Não devemos observar uma diminuição no número de ataques hackers tão cedo. Desde que as criptomoedas mantidas em protocolo DeFi tenham valor e sejam vulneráveis, hackers tentarão roubá-las. 

Ferramentas que localizam violações de cibersegurança e ataques de ransomware são bons aliados do setor no combate às práticas criminosas. Por meio desses instrumentos é possível rastrear e recuperar as criptomoedas roubadas. Além disso, é fundamental que os consumidores sejam informados sobre quais são os projetos seguros para seus investimentos.

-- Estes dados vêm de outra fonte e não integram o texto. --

//! Lookups and interning.
//!
//! Small reference tables come back as `name -> id` maps that callers load
//! once per file. Interned tables (types, units, enum definitions) go through
//! the store's cache: a miss inserts the row and records the new id.

use rusqlite::{Connection, OptionalExtension};
use std::collections::{BTreeMap, HashMap};

use super::Store;

fn name_map(conn: &Connection, sql: &str) -> rusqlite::Result<HashMap<String, i64>> {
    let mut stmt = conn.prepare_cached(sql)?;
    let rows = stmt.query_map([], |row| Ok((row.get(0)?, row.get(1)?)))?;
    rows.collect()
}

fn intern(
    conn: &Connection,
    cache: &mut HashMap<String, i64>,
    sql: &str,
    value: &str,
) -> rusqlite::Result<i64> {
    if let Some(id) = cache.get(value) {
        return Ok(*id);
    }
    let id = conn.prepare_cached(sql)?.query_row([value], |row| row.get(0))?;
    cache.insert(value.to_string(), id);
    Ok(id)
}

impl Store {
    pub fn partitions(&self) -> rusqlite::Result<HashMap<String, i64>> {
        name_map(&self.conn, "SELECT Name, Id FROM PartitionList")
    }

    pub fn equipments(&self) -> rusqlite::Result<HashMap<String, i64>> {
        name_map(&self.conn, "SELECT Name, Id FROM Equipments")
    }

    pub fn channel_directions(&self) -> rusqlite::Result<HashMap<String, i64>> {
        name_map(&self.conn, "SELECT Direction, Id FROM ChannelDirection")
    }

    pub fn parameter_types(&self) -> rusqlite::Result<HashMap<String, i64>> {
        name_map(&self.conn, "SELECT Type, Id FROM ParameterTypes")
    }

    pub fn parameter_units(&self) -> rusqlite::Result<HashMap<String, i64>> {
        name_map(&self.conn, "SELECT Unit, Id FROM ParameterUnits")
    }

    pub fn enum_definitions(&self) -> rusqlite::Result<HashMap<String, i64>> {
        name_map(&self.conn, "SELECT Definition, Id FROM ParameterEnumDefinitions")
    }

    /// Reload interned tables from the database and forget cached structures.
    ///
    /// Ingestors call this whenever they start a new file.
    pub fn refresh_caches(&mut self) -> rusqlite::Result<()> {
        self.cache.types = self.parameter_types()?;
        self.cache.units = self.parameter_units()?;
        self.cache.definitions = self.enum_definitions()?;
        self.cache.structures.clear();
        Ok(())
    }

    pub fn intern_type(&mut self, name: &str) -> rusqlite::Result<i64> {
        intern(
            &self.conn,
            &mut self.cache.types,
            "INSERT INTO ParameterTypes (Type) VALUES (?1)
             ON CONFLICT(Type) DO UPDATE SET Type = excluded.Type
             RETURNING Id",
            name,
        )
    }

    pub fn intern_unit(&mut self, name: &str) -> rusqlite::Result<i64> {
        intern(
            &self.conn,
            &mut self.cache.units,
            "INSERT INTO ParameterUnits (Unit) VALUES (?1)
             ON CONFLICT(Unit) DO UPDATE SET Unit = excluded.Unit
             RETURNING Id",
            name,
        )
    }

    /// Look up an enum definition, inserting it with `comment` on a miss.
    ///
    /// A miss on a definition that exists in the database (inserted after
    /// the cache was loaded) refreshes its comment.
    pub fn intern_enum_definition(
        &mut self,
        definition: &str,
        comment: &str,
    ) -> rusqlite::Result<i64> {
        if let Some(id) = self.cache.definitions.get(definition) {
            return Ok(*id);
        }
        let id = self.upsert_enum_definition(definition, comment)?;
        self.cache.definitions.insert(definition.to_string(), id);
        Ok(id)
    }

    /// Id of the structure named `eng_name`, if it has been ingested
    pub fn structure_id(&mut self, eng_name: &str) -> rusqlite::Result<Option<i64>> {
        if let Some(id) = self.cache.structures.get(eng_name) {
            return Ok(Some(*id));
        }
        let id: Option<i64> = self
            .conn
            .prepare_cached("SELECT Id FROM DataStructures WHERE EngName = ?1")?
            .query_row([eng_name], |row| row.get(0))
            .optional()?;
        if let Some(id) = id {
            self.cache.structures.insert(eng_name.to_string(), id);
        }
        Ok(id)
    }

    /// Resolve an `(equipment, module)` pair; `None` if either is unknown
    pub fn equipment_module_ids(
        &self,
        equipment: &str,
        module: &str,
    ) -> rusqlite::Result<Option<(i64, i64)>> {
        let equipment_id: Option<i64> = self
            .conn
            .prepare_cached("SELECT Id FROM Equipments WHERE Name = ?1")?
            .query_row([equipment], |row| row.get(0))
            .optional()?;
        let module_id: Option<i64> = self
            .conn
            .prepare_cached("SELECT Id FROM Modules WHERE Name = ?1")?
            .query_row([module], |row| row.get(0))
            .optional()?;
        Ok(equipment_id.zip(module_id))
    }

    /// Numeric id of the first channel whose description equals `description`
    pub fn channel_for_description(&self, description: &str) -> rusqlite::Result<Option<i64>> {
        self.conn
            .prepare_cached(
                "SELECT Id FROM Channels WHERE Description = ?1
                 ORDER BY Equipment, Module, Id LIMIT 1",
            )?
            .query_row([description], |row| row.get(0))
            .optional()
    }

    /// Parameter fields typed `FIFO`, keyed by field name (the bus identifier)
    pub fn fifo_parameter_fields(&self) -> rusqlite::Result<BTreeMap<String, i64>> {
        let mut stmt = self.conn.prepare_cached(
            "SELECT f.Name, f.Id FROM ParameterFields f
             JOIN ParameterTypes t ON t.Id = f.Type
             WHERE upper(t.Type) = 'FIFO'",
        )?;
        let rows = stmt.query_map([], |row| Ok((row.get(0)?, row.get(1)?)))?;
        rows.collect()
    }
}

#[cfg(test)]
mod tests {
    use super::super::tests::reference;
    use super::*;

    #[test]
    fn test_intern_type_is_idempotent() {
        let mut store = Store::in_memory(&reference()).unwrap();
        let first = store.intern_type("float").unwrap();
        let second = store.intern_type("float").unwrap();
        assert_eq!(first, second);

        // A fresh cache still resolves to the stored row
        store.refresh_caches().unwrap();
        assert_eq!(store.intern_type("float").unwrap(), first);
        assert_eq!(store.parameter_types().unwrap().len(), 1);
    }

    #[test]
    fn test_intern_sees_rows_inserted_behind_the_cache() {
        let mut store = Store::in_memory(&reference()).unwrap();
        store.refresh_caches().unwrap();
        store
            .connection()
            .execute("INSERT INTO ParameterUnits (Unit) VALUES ('ft')", [])
            .unwrap();

        let id = store.intern_unit("ft").unwrap();
        assert_eq!(store.parameter_units().unwrap()["ft"], id);
        assert_eq!(store.parameter_units().unwrap().len(), 1);
    }

    #[test]
    fn test_intern_enum_definition_updates_comment_on_miss() {
        let mut store = Store::in_memory(&reference()).unwrap();
        let id = store.intern_enum_definition("ON", "").unwrap();
        store.refresh_caches().unwrap();
        store.cache.definitions.clear();

        assert_eq!(store.intern_enum_definition("ON", "engaged").unwrap(), id);
        let comment: String = store
            .connection()
            .query_row(
                "SELECT Comment FROM ParameterEnumDefinitions WHERE Id = ?1",
                [id],
                |row| row.get(0),
            )
            .unwrap();
        assert_eq!(comment, "engaged");
    }

    #[test]
    fn test_equipment_module_ids() {
        let store = Store::in_memory(&reference()).unwrap();
        assert!(store.equipment_module_ids("FCU", "CPM1").unwrap().is_some());
        assert!(store.equipment_module_ids("FCU", "NOPE").unwrap().is_none());
        assert!(store.equipment_module_ids("NOPE", "CPM1").unwrap().is_none());
    }

    #[test]
    fn test_structure_id_misses_are_not_cached() {
        let mut store = Store::in_memory(&reference()).unwrap();
        assert_eq!(store.structure_id("ALT").unwrap(), None);

        let partition = store.partitions().unwrap()["P1"];
        store
            .connection()
            .execute(
                "INSERT INTO DataStructures (EngName, SourcePartition) VALUES ('ALT', ?1)",
                [partition],
            )
            .unwrap();
        assert!(store.structure_id("ALT").unwrap().is_some());
    }
}
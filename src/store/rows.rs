//! Row payloads handed to the store's upsert operations.
//!
//! Ids are already resolved; the ingestors own the mapping from source text
//! to these values.

/// DataStructure row as seen by the structure/field path
#[derive(Debug, Clone, PartialEq)]
pub struct StructureRow {
    pub eng_name: String,
    pub source_partition: i64,
    pub channel: Option<i64>,
}

/// DataStructure row as seen by the equipment-list path
#[derive(Debug, Clone, PartialEq)]
pub struct EquipmentStructureRow {
    pub eng_name: String,
    pub source_equipment: i64,
    pub channel: Option<i64>,
    pub monitor_point: Option<i64>,
}

#[derive(Debug, Clone, PartialEq)]
pub struct FieldRow {
    pub name: String,
    pub ref_eng_name: Option<String>,
    pub size: i64,
    pub offset: i64,
    pub type_id: Option<i64>,
    pub source_partition: i64,
    pub structure_id: i64,
    pub unit_id: Option<i64>,
    pub description: Option<String>,
    pub min: Option<f64>,
    pub max: Option<f64>,
    pub low_bit: Option<i64>,
    pub high_bit: Option<i64>,
}

#[derive(Debug, Clone, PartialEq)]
pub struct ChannelRow {
    pub id: i64,
    pub equipment: i64,
    pub module: i64,
    pub direction: i64,
    pub data_structure: Option<i64>,
    pub description: String,
}

#[derive(Debug, Clone, PartialEq)]
pub struct ArincParameterRow {
    pub parameter_field_id: i64,
    pub label: i64,
    pub name: String,
    pub description: Option<String>,
    pub type_id: Option<i64>,
    pub offset: i64,
    pub length: i64,
    pub unit_id: Option<i64>,
    pub min: Option<f64>,
    pub max: Option<f64>,
    pub scale_factor: Option<f64>,
}

#[derive(Debug, Clone, PartialEq)]
pub struct ArincDiscreteRow {
    pub parameter_field_id: i64,
    pub label: i64,
    pub offset: i64,
    pub value: i64,
    pub name: String,
}
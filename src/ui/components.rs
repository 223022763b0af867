//! Dashboard state and rendering for the terminal UI

use std::collections::VecDeque;

use ratatui::layout::{Constraint, Direction, Layout, Rect};
use ratatui::style::{Color, Modifier, Style};
use ratatui::text::{Line, Span};
use ratatui::widgets::{Block, Borders, Gauge, List, ListItem, Paragraph, Row, Table};
use ratatui::Frame;

use super::{FileOutcome, Phase};

const ACTIVITY_LIMIT: usize = 100;

/// Phases that ingest files, in run order
const INGEST_PHASES: [Phase; 3] = [Phase::Channels, Phase::Structures, Phase::Arinc];

/// File currently being ingested
#[derive(Debug, Clone, PartialEq)]
pub struct CurrentFile {
    pub index: usize,
    pub total: usize,
    pub name: String,
}

impl CurrentFile {
    /// Fraction of the phase's files already done
    pub fn ratio(&self) -> f64 {
        if self.total == 0 {
            0.0
        } else {
            (self.index as f64 / self.total as f64).min(1.0)
        }
    }
}

#[derive(Debug, Clone, Copy, Default, PartialEq, Eq)]
pub struct PhaseTally {
    pub ingested: u64,
    pub failed: u64,
    pub rows: u64,
}

#[derive(Debug, Clone, PartialEq)]
pub struct ActivityLine {
    pub text: String,
    pub failed: bool,
}

/// Everything the dashboard shows
#[derive(Debug)]
pub struct Dashboard {
    pub phase: Phase,
    pub info: String,
    pub current: Option<CurrentFile>,
    tallies: [PhaseTally; INGEST_PHASES.len()],
    activity: VecDeque<ActivityLine>,
    pub stopping: bool,
}

impl Dashboard {
    pub fn new() -> Self {
        Self {
            phase: Phase::Discovering,
            info: String::new(),
            current: None,
            tallies: [PhaseTally::default(); INGEST_PHASES.len()],
            activity: VecDeque::with_capacity(ACTIVITY_LIMIT),
            stopping: false,
        }
    }

    pub fn enter_phase(&mut self, phase: Phase) {
        self.phase = phase;
        self.current = None;
    }

    pub fn tally(&self, phase: Phase) -> Option<PhaseTally> {
        slot(phase).map(|i| self.tallies[i])
    }

    pub fn record(&mut self, name: &str, outcome: &FileOutcome) {
        let tally = match slot(self.phase) {
            Some(i) => self.tallies.get_mut(i),
            None => None,
        };
        let line = match outcome {
            FileOutcome::Ingested { rows } => {
                if let Some(tally) = tally {
                    tally.ingested += 1;
                    tally.rows += rows;
                }
                ActivityLine {
                    text: format!("{}: {} rows", name, rows),
                    failed: false,
                }
            }
            FileOutcome::Failed(reason) => {
                if let Some(tally) = tally {
                    tally.failed += 1;
                }
                ActivityLine {
                    text: format!("{}: {}", name, reason),
                    failed: true,
                }
            }
        };
        self.push(line);
    }

    pub fn note(&mut self, text: impl Into<String>) {
        self.push(ActivityLine {
            text: text.into(),
            failed: false,
        });
    }

    pub fn activity(&self) -> impl Iterator<Item = &ActivityLine> {
        self.activity.iter()
    }

    fn push(&mut self, line: ActivityLine) {
        if self.activity.len() == ACTIVITY_LIMIT {
            self.activity.pop_front();
        }
        self.activity.push_back(line);
    }

    pub fn render(&self, frame: &mut Frame) {
        let rows = Layout::default()
            .direction(Direction::Vertical)
            .constraints([
                Constraint::Length(4),
                Constraint::Length(3),
                Constraint::Min(5),
            ])
            .split(frame.area());
        let body = Layout::default()
            .direction(Direction::Horizontal)
            .constraints([Constraint::Min(30), Constraint::Length(36)])
            .split(rows[2]);

        self.render_header(frame, rows[0]);
        self.render_gauge(frame, rows[1]);
        self.render_activity(frame, body[0]);
        self.render_tallies(frame, body[1]);
    }

    fn render_header(&self, frame: &mut Frame, area: Rect) {
        let color = match self.phase {
            Phase::Complete => Color::Green,
            _ if self.stopping => Color::Yellow,
            _ => Color::Cyan,
        };
        let hint = if self.stopping {
            "stopping after the current file"
        } else {
            "q: stop after current file"
        };
        let lines = vec![
            Line::from(Span::styled(
                format!(" {}", self.phase),
                Style::default().fg(color).add_modifier(Modifier::BOLD),
            )),
            Line::from(vec![
                Span::styled(format!(" {}", self.info), Style::default().fg(Color::Gray)),
                Span::styled(format!("   [{}]", hint), Style::default().fg(Color::DarkGray)),
            ]),
        ];
        let block = Block::default()
            .borders(Borders::ALL)
            .title(" GILDA to SQLite ");
        frame.render_widget(Paragraph::new(lines).block(block), area);
    }

    fn render_gauge(&self, frame: &mut Frame, area: Rect) {
        let block = Block::default().borders(Borders::LEFT | Borders::RIGHT);
        let Some(current) = &self.current else {
            frame.render_widget(Paragraph::new("").block(block), area);
            return;
        };
        let gauge = Gauge::default()
            .block(block)
            .gauge_style(Style::default().fg(Color::Cyan).bg(Color::DarkGray))
            .ratio(current.ratio())
            .label(format!(
                "{} ({}/{})",
                current.name,
                current.index + 1,
                current.total
            ));
        frame.render_widget(gauge, area);
    }

    fn render_activity(&self, frame: &mut Frame, area: Rect) {
        let visible = area.height.saturating_sub(2) as usize;
        let skip = self.activity.len().saturating_sub(visible);
        let items: Vec<ListItem> = self
            .activity
            .iter()
            .skip(skip)
            .map(|line| {
                let color = if line.failed { Color::Red } else { Color::Gray };
                ListItem::new(Span::styled(
                    format!(" {}", line.text),
                    Style::default().fg(color),
                ))
            })
            .collect();
        let block = Block::default().borders(Borders::ALL).title(" Activity ");
        frame.render_widget(List::new(items).block(block), area);
    }

    fn render_tallies(&self, frame: &mut Frame, area: Rect) {
        let rows = INGEST_PHASES.iter().zip(self.tallies.iter()).map(|(phase, tally)| {
            let failed_style = if tally.failed > 0 {
                Style::default().fg(Color::Red)
            } else {
                Style::default()
            };
            Row::new(vec![
                Span::raw(short_name(*phase)),
                Span::raw(tally.ingested.to_string()),
                Span::styled(tally.failed.to_string(), failed_style),
                Span::raw(tally.rows.to_string()),
            ])
        });
        let table = Table::new(
            rows,
            [
                Constraint::Length(11),
                Constraint::Length(5),
                Constraint::Length(6),
                Constraint::Min(6),
            ],
        )
        .header(
            Row::new(vec!["phase", "ok", "fail", "rows"])
                .style(Style::default().add_modifier(Modifier::BOLD)),
        )
        .block(Block::default().borders(Borders::ALL).title(" Files "));
        frame.render_widget(table, area);
    }
}

fn slot(phase: Phase) -> Option<usize> {
    INGEST_PHASES.iter().position(|p| *p == phase)
}

fn short_name(phase: Phase) -> &'static str {
    match phase {
        Phase::Channels => "channels",
        Phase::Structures => "structures",
        Phase::Arinc => "arinc",
        _ => "",
    }
}
pub mod cli;
pub mod error;
pub mod ingest;
pub mod logging;
pub mod orchestrator;
pub mod parser;
pub mod schema;
pub mod store;
pub mod ui;
pub mod viewer;

pub use cli::{Cli, Commands};
pub use error::IngestError;
pub use orchestrator::{IngestOptions, RunSummary};
pub use store::Store;
pub use ui::{FileOutcome, Phase, SilentUi, Ui, UiApp};
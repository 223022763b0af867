//! Read-only queries for browsing ingested databases.

use anyhow::{bail, Context, Result};
use rusqlite::{Connection, OpenFlags};
use serde::Serialize;
use std::collections::BTreeMap;
use std::path::{Path, PathBuf};
use walkdir::WalkDir;

/// File extensions recognised as databases
pub const DATABASE_EXTENSIONS: &[&str] = &["sqlite", "sqlite3", "db"];

#[derive(Debug, Clone, PartialEq, Eq, Serialize)]
pub struct DatabaseFile {
    /// File stem, used as the display name
    pub name: String,
    pub path: PathBuf,
}

/// One row of `ViewDataStructures`
#[derive(Debug, Clone, PartialEq, Eq, Serialize)]
pub struct DataStructureView {
    pub id: i64,
    pub name: String,
    pub source: Option<String>,
    pub channel: Option<String>,
}

/// Find database files below `root`, one per file stem
pub fn discover_databases(root: &Path) -> Result<Vec<DatabaseFile>> {
    if !root.is_dir() {
        bail!("Database path {:?} is not a directory", root);
    }

    let mut found = BTreeMap::new();
    for entry in WalkDir::new(root)
        .sort_by_file_name()
        .into_iter()
        .filter_map(|e| e.ok())
        .filter(|e| e.file_type().is_file())
    {
        let path = entry.path();
        let is_database = path
            .extension()
            .and_then(|ext| ext.to_str())
            .map(|ext| DATABASE_EXTENSIONS.contains(&ext))
            .unwrap_or(false);
        if !is_database {
            continue;
        }
        if let Some(stem) = path.file_stem() {
            found.insert(stem.to_string_lossy().into_owned(), path.to_path_buf());
        }
    }

    Ok(found
        .into_iter()
        .map(|(name, path)| DatabaseFile { name, path })
        .collect())
}

pub fn query_data_structures(conn: &Connection) -> rusqlite::Result<Vec<DataStructureView>> {
    let mut stmt = conn.prepare(
        "SELECT Id, EngName, Source, Channel FROM ViewDataStructures ORDER BY EngName",
    )?;
    let rows = stmt.query_map([], |row| {
        Ok(DataStructureView {
            id: row.get(0)?,
            name: row.get(1)?,
            source: row.get(2)?,
            channel: row.get(3)?,
        })
    })?;
    rows.collect()
}

/// Open `path` read-only and list its data structures
pub fn data_structures(path: &Path) -> Result<Vec<DataStructureView>> {
    if !path.is_file() {
        bail!("Database file not found: {:?}", path);
    }
    let conn = Connection::open_with_flags(
        path,
        OpenFlags::SQLITE_OPEN_READ_ONLY | OpenFlags::SQLITE_OPEN_NO_MUTEX,
    )
    .with_context(|| format!("Failed to open database: {:?}", path))?;

    query_data_structures(&conn)
        .with_context(|| format!("Failed to query data structures in {:?}", path))
}
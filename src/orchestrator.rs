//! Input discovery and the phased ingestion run.
//!
//! Phases always run in the same order: channel topology, then structures,
//! then ARINC definitions. Structures link to channels that already exist,
//! and ARINC rows hang off FIFO fields created by the structure phase.
//! Within a phase every file stands alone: a failure is logged and the run
//! moves on to the next file.

use anyhow::{bail, Context, Result};
use std::path::{Path, PathBuf};
use tracing::{error, info, warn};
use walkdir::WalkDir;

use crate::ingest::{ArincIngestor, ChannelIngestor, IngestReport, Ingestor, StructureIngestor};
use crate::store::Store;
use crate::ui::{FileOutcome, Phase, Ui};

/// Channel topology export, matched case-insensitively
pub const CHANNELS_FILE: &str = "channels.xml";

#[derive(Debug, Clone, PartialEq)]
pub struct IngestOptions {
    /// Insert or update structure rows rather than only looking them up
    pub upsert_structures: bool,
    /// File name of the ARINC bus configuration to look for under the input root
    pub arinc_config: Option<String>,
    /// Run ANALYZE/VACUUM after ingestion
    pub maintain: bool,
}

impl Default for IngestOptions {
    fn default() -> Self {
        Self {
            upsert_structures: true,
            arinc_config: None,
            maintain: false,
        }
    }
}

/// Input files grouped by phase, each group in path order
#[derive(Debug, Clone, Default, PartialEq)]
pub struct InputFiles {
    pub channels: Vec<PathBuf>,
    pub structures: Vec<PathBuf>,
    pub arinc: Vec<PathBuf>,
}

impl InputFiles {
    pub fn discover(root: &Path, arinc_config: Option<&str>) -> Result<Self> {
        if !root.is_dir() {
            bail!("Input path {:?} is not a directory", root);
        }

        let mut files = Self::default();
        for entry in WalkDir::new(root).sort_by_file_name() {
            let entry = match entry {
                Ok(entry) => entry,
                Err(err) => {
                    warn!(error = %err, "Skipping unreadable path");
                    continue;
                }
            };
            if !entry.file_type().is_file() {
                continue;
            }

            let name = entry.file_name().to_string_lossy().into_owned();
            let path = entry.into_path();
            if arinc_config == Some(name.as_str()) {
                files.arinc.push(path);
            } else if name.eq_ignore_ascii_case(CHANNELS_FILE) {
                files.channels.push(path);
            } else if is_xml(&path) {
                files.structures.push(path);
            }
        }

        Ok(files)
    }

    pub fn total(&self) -> usize {
        self.channels.len() + self.structures.len() + self.arinc.len()
    }
}

fn is_xml(path: &Path) -> bool {
    path.extension()
        .map(|ext| ext.eq_ignore_ascii_case("xml"))
        .unwrap_or(false)
}

/// Outcome of a whole run
#[derive(Debug, Clone, Default, PartialEq)]
pub struct RunSummary {
    pub files_processed: u64,
    pub files_failed: Vec<PathBuf>,
    pub rows_written: u64,
    pub records_skipped: u64,
    /// Fido files that failed inside an otherwise successful ARINC pass
    pub fido_failures: u64,
    pub cancelled: bool,
}

impl RunSummary {
    fn record(&mut self, report: IngestReport) {
        self.rows_written += report.rows_written;
        self.records_skipped += report.records_skipped;
        self.fido_failures += report.failures;
    }

    pub fn is_clean(&self) -> bool {
        self.files_failed.is_empty() && self.fido_failures == 0 && !self.cancelled
    }
}

/// Ingest everything under `input` into `store`
pub fn run<U: Ui>(
    store: &mut Store,
    input: &Path,
    options: &IngestOptions,
    ui: &mut U,
) -> Result<RunSummary> {
    ui.set_phase(Phase::Discovering);
    ui.set_info(input.display().to_string());
    let files = InputFiles::discover(input, options.arinc_config.as_deref())?;
    info!(
        total = files.total(),
        channels = files.channels.len(),
        structures = files.structures.len(),
        arinc = files.arinc.len(),
        "Discovered input files"
    );

    if let Some(name) = &options.arinc_config {
        if files.arinc.is_empty() {
            warn!(config = %name, "ARINC configuration not found under input path");
        }
    }

    let mut channels = ChannelIngestor::new();
    let mut structures = StructureIngestor::new(options.upsert_structures);
    let mut arinc = ArincIngestor::new();
    let phases: [(Phase, &[PathBuf], &mut dyn Ingestor); 3] = [
        (Phase::Channels, files.channels.as_slice(), &mut channels),
        (Phase::Structures, files.structures.as_slice(), &mut structures),
        (Phase::Arinc, files.arinc.as_slice(), &mut arinc),
    ];

    let mut summary = RunSummary::default();
    for (phase, paths, ingestor) in phases {
        if !run_phase(store, phase, paths, ingestor, ui, &mut summary) {
            warn!(phase = %phase, "Run cancelled");
            summary.cancelled = true;
            return Ok(summary);
        }
    }

    if options.maintain {
        ui.set_phase(Phase::Maintenance);
        store.maintain().context("Database maintenance failed")?;
        info!("Database maintenance complete");
    }

    Ok(summary)
}

/// Returns false if the user cancelled before the phase finished
fn run_phase<U: Ui>(
    store: &mut Store,
    phase: Phase,
    paths: &[PathBuf],
    ingestor: &mut dyn Ingestor,
    ui: &mut U,
    summary: &mut RunSummary,
) -> bool {
    ui.set_phase(phase);

    for (index, path) in paths.iter().enumerate() {
        if ui.cancelled() {
            return false;
        }

        let name = path
            .file_name()
            .map(|n| n.to_string_lossy().into_owned())
            .unwrap_or_else(|| path.display().to_string());
        ui.file_started(index, paths.len(), &name);

        match ingestor.ingest_file(store, path) {
            Ok(report) => {
                ui.file_finished(
                    &name,
                    FileOutcome::Ingested {
                        rows: report.rows_written,
                    },
                );
                summary.record(report);
            }
            Err(err) => {
                error!(
                    file = %path.display(),
                    kind = ingestor.kind(),
                    category = err.category(),
                    error = %err,
                    "Failed to ingest file"
                );
                ui.file_finished(&name, FileOutcome::Failed(err.to_string()));
                summary.files_failed.push(path.clone());
            }
        }
        summary.files_processed += 1;
    }

    true
}
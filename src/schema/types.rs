use std::collections::HashSet;

/// Column data type
#[derive(Debug, Clone, Copy, PartialEq)]
pub enum ColumnType {
    Integer,
    Real,
    Text,
}

impl ColumnType {
    pub fn sql(self) -> &'static str {
        match self {
            ColumnType::Integer => "INTEGER",
            ColumnType::Real => "REAL",
            ColumnType::Text => "TEXT",
        }
    }
}

/// Column definition
#[derive(Debug, Clone)]
pub struct Column {
    pub name: &'static str,
    pub col_type: ColumnType,
    pub nullable: bool,
}

impl Column {
    /// Create an optional (nullable) column
    pub const fn new(name: &'static str, col_type: ColumnType) -> Self {
        Self {
            name,
            col_type,
            nullable: true,
        }
    }

    /// Create a required (non-nullable) column
    pub const fn required(name: &'static str, col_type: ColumnType) -> Self {
        Self {
            name,
            col_type,
            nullable: false,
        }
    }

    /// Surrogate integer key
    pub const fn id() -> Self {
        Self::required(SURROGATE_KEY, ColumnType::Integer)
    }
}

/// Name of the surrogate key column every table has unless it declares a
/// composite primary key
pub const SURROGATE_KEY: &str = "Id";

/// Foreign key reference
#[derive(Debug, Clone)]
pub struct ForeignKey {
    pub column: &'static str,
    pub references_table: &'static str,
    pub references_column: &'static str,
}

impl ForeignKey {
    pub const fn new(column: &'static str, references_table: &'static str) -> Self {
        Self {
            column,
            references_table,
            references_column: SURROGATE_KEY,
        }
    }
}

/// Index definition
#[derive(Debug, Clone)]
pub struct Index {
    pub columns: &'static [&'static str],
    pub unique: bool,
}

impl Index {
    /// Create a non-unique index
    pub const fn on(columns: &'static [&'static str]) -> Self {
        Self {
            columns,
            unique: false,
        }
    }

    /// Natural key of a table
    pub const fn unique(columns: &'static [&'static str]) -> Self {
        Self {
            columns,
            unique: true,
        }
    }
}

/// Table schema definition
#[derive(Debug, Clone)]
pub struct TableSchema {
    pub name: &'static str,
    pub columns: &'static [Column],
    /// Composite primary key. Empty means the `Id` column is the key.
    pub primary_key: &'static [&'static str],
    pub foreign_keys: &'static [ForeignKey],
    pub indexes: &'static [Index],
    /// Seeded at creation and never written by ingestion
    pub reference: bool,
}

impl TableSchema {
    /// Get all tables this table depends on (FK parents)
    pub fn dependencies(&self) -> HashSet<&'static str> {
        self.foreign_keys
            .iter()
            .map(|fk| fk.references_table)
            .filter(|parent| *parent != self.name)
            .collect()
    }

    /// Columns of the unique index that acts as natural key, if any
    pub fn natural_key(&self) -> Option<&'static [&'static str]> {
        if !self.primary_key.is_empty() {
            return Some(self.primary_key);
        }
        self.indexes.iter().find(|i| i.unique).map(|i| i.columns)
    }
}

Por fim, é importante ressaltar que a regulamentação é uma das principais formas de proteger as empresas e os investidores de criptomoedas. Por meio de uma legislação clara e objetiva, é possível reforçar a segurança e estimular a inovação e a expansão do setor.

No Brasil, um projeto de regulamentação do mercado de criptomoedas tramita no Congresso Nacional. O texto foi aprovado em abril pelo Senado Federal e aguarda a avaliação na Câmara dos Deputados. No último mês, a Câmara Brasileira da Economia Digital se posicionou em defesa da aprovação do projeto, destacando a melhora na segurança jurídica e no processo de desenvolvimento do setor.

A indústria de criptomoedas deve aproveitar o período de inverno para inovar e implementar novas ferramentas de segurança. O atual cenário é um desafio para o setor provar o seu valor prático e ganhar a confiança dos consumidores, garantindo o desenvolvimento da criptoeconomia.

*Brianna Kernan é líder de Vendas da Chainalysis para a América Latina.